In carcere non dovrebbe stare. Non lo dice il Riformista né il suo avvocato né qualche ingenuo ancora convinto del fatto che detenzione debba fare rima con Costituzione. L’ha detto il Tribunale di Catania che – il 22 luglio scorso, quindi non ieri – ha giudicato le condizioni di salute di Mariano Fichera «incompatibili col regime carcerario». Da quel momento è trascorso più di un mese ma il 43enne siciliano non ha ancora avuto la possibilità di lasciare Poggioreale e andare agli arresti domiciliari. Il motivo? La burocrazia gli impedisce di avere il braccialetto elettronico.

A denunciare l’incredibile vicenda è Samuele Ciambriello. In una delle sue ultime visite al penitenziario napoletano, il garante regionale dei detenuti è entrato nel centro clinico del reparto San Paolo. E qui ha incontrato Fichera, nativo di Catania e in carcere per reati di associazione mafiosa. L’uomo ha presentato appello contro la sentenza di condanna, quindi si trova in regime di custodia cautelare. E le sue condizioni di salute sono tutt’altro che perfette. Anzi. È tormentato da varie patologie, a cominciare dalla cardiopatia ipertensiva e da una discopatia lombare che gli rende difficile ogni movimento e che di fatto, ormai da sei mesi, gli impedisce di accedere alle zone del carcere in cui i detenuti possono passeggiare.

Insomma, il quadro clinico di Fichera è talmente compromesso che il buonsenso, prima ancora che la Costituzione e le leggi, imporrebbero di risparmiargli almeno lo strazio della vita dietro le sbarre e di concedergli gli arresti domiciliari. Invece niente. Le procedure per reperire un braccialetto elettronico sono talmente complesse e farraginose che, alla fine, molti detenuti sono spesso costretti a rimanere in carcere anche quando i giudici abbiano per loro disposto gli arresti domiciliari. È normale? Certo che no. «Ho già denunciato più volte questa anomalia tutta italiana – spiega Samuele Ciambriello – Durante la pandemia diversi magistrati, anche campani, si sono avvalsi dell’applicazione di questo strumento per gli arresti e per la detenzione domiciliare. Questo inspiegabile ritardo, che tanto somiglia a un bluff, finisce inevitabilmente per provocare un surplus di sofferenza che rappresenta una doppia pena per ristretti».

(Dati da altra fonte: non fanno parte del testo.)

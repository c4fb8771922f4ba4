// gait-jobs/src/lib.rs
// ============================================================================
// Module: Job Runtime
// Description: The durable, checkpointed job state machine.
// Purpose: Implement `spec.md` §4.10: submit/checkpoint/pause/resume/cancel/
// emergency-stop with fail-closed resume and a per-job event journal.
// Dependencies: gait-core, gait-schema
// ============================================================================

//! ## Overview
//! Grounded on the teacher's `decision-gate-core::runtime::engine::ControlPlane`,
//! re-targeted from Decision Gate's scenario/gate vocabulary to `spec.md`
//! §3's `JobState.status` vocabulary. [`runtime::JobRuntime`] is the single
//! entry point; every other module here supports one of its checks.

pub mod fingerprint;
pub mod invariants;
pub mod lock;
pub mod runtime;

pub use runtime::BlockedDispatchOptions;
pub use runtime::JobRuntime;
pub use runtime::ResumeOptions;
pub use runtime::SubmitOptions;

use thiserror::Error;

/// Errors raised by the job runtime.
#[derive(Debug, Error)]
pub enum JobError {
    /// A job directory already has a persisted `state.json`.
    #[error("job {0} already exists")]
    DuplicateJob(String),

    /// The requested operation is not legal from the job's current status.
    #[error("cannot apply {event} to a job in status {from}")]
    InvalidTransition {
        /// The job's status at the time of the attempted transition.
        from: String,
        /// The operation that was attempted.
        event: String,
    },

    /// Resume was attempted with an identity that does not match the job's bound identity.
    #[error("job is bound to identity {bound}, but resume supplied {supplied:?}")]
    IdentityMismatch {
        /// The identity the job is bound to.
        bound: String,
        /// The identity supplied by the resuming caller, if any.
        supplied: Option<String>,
    },

    /// Resume observed an environment fingerprint mismatch with no override.
    #[error("resume environment fingerprint does not match the job's bound fingerprint")]
    EnvironmentMismatch,

    /// Resume observed a policy digest transition without `require_policy_evaluation`.
    #[error("resume requires an explicit policy re-evaluation to cross a policy digest transition")]
    PolicyTransitionRequired,

    /// Resume required identity validation but no validation source was supplied.
    #[error("resume requires a non-empty identity_validation_source")]
    IdentityValidationRequired,

    /// Resume was attempted with a revoked identity.
    #[error("resume identity has been revoked")]
    IdentityRevoked,

    /// Resume observed fewer recorded approvals than outstanding decision checkpoints.
    #[error("resume requires {required} approvals, found {granted}")]
    ApprovalRequired {
        /// Number of decision-needed checkpoints recorded against the job.
        required: usize,
        /// Number of approvals recorded against the job.
        granted: usize,
    },

    /// The per-job lock could not be acquired before its timeout elapsed.
    #[error("job lock contended: {0}")]
    LockContended(String),

    /// Persisted state or the event journal failed strict schema validation.
    #[error("job schema error: {0}")]
    Schema(String),

    /// Reading or writing job state failed at the filesystem layer.
    #[error("job store error: {0}")]
    Store(String),
}

impl gait_core::GaitError for JobError {
    fn category(&self) -> gait_core::ErrorCategory {
        match self {
            Self::DuplicateJob(_) | Self::InvalidTransition { .. } | Self::Schema(_) => gait_core::ErrorCategory::Input,
            Self::IdentityMismatch { .. } | Self::EnvironmentMismatch | Self::IdentityRevoked => gait_core::ErrorCategory::Trust,
            Self::PolicyTransitionRequired | Self::IdentityValidationRequired | Self::ApprovalRequired { .. } => gait_core::ErrorCategory::ApprovalRequired,
            Self::LockContended(_) => gait_core::ErrorCategory::Contention,
            Self::Store(_) => gait_core::ErrorCategory::Environment,
        }
    }
}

Il problema della mancanza dei braccialetti elettronici in Campania, d’altra parte, si era presentato in tutta la sua drammaticità proprio ad aprile 2020. La pandemia era scoppiata da poco più di un mese, l’Italia era in lockdown. Davanti al vergognoso sovraffollamento delle carceri e al rischio che il virus dilagasse dietro le sbarre, il Governo aveva deciso di concedere la detenzione domiciliare alle persone alle quali restasse da scontare dai sei ai 18 mesi di pena. Risultato: un mese dopo l’ok al decreto, ad abbandonare le carceri campane erano stati circa di detenuti su circa 500 aventi diritto. Proprio così: 15 su 500. Il motivo? L’indisponibilità di braccialetti elettronici. A gennaio scorso la questione è stata al centro di uno scontro tra il deputato Roberto Giachetti e l’allora sottosegretario alla Giustizia Vittorio Ferraresi.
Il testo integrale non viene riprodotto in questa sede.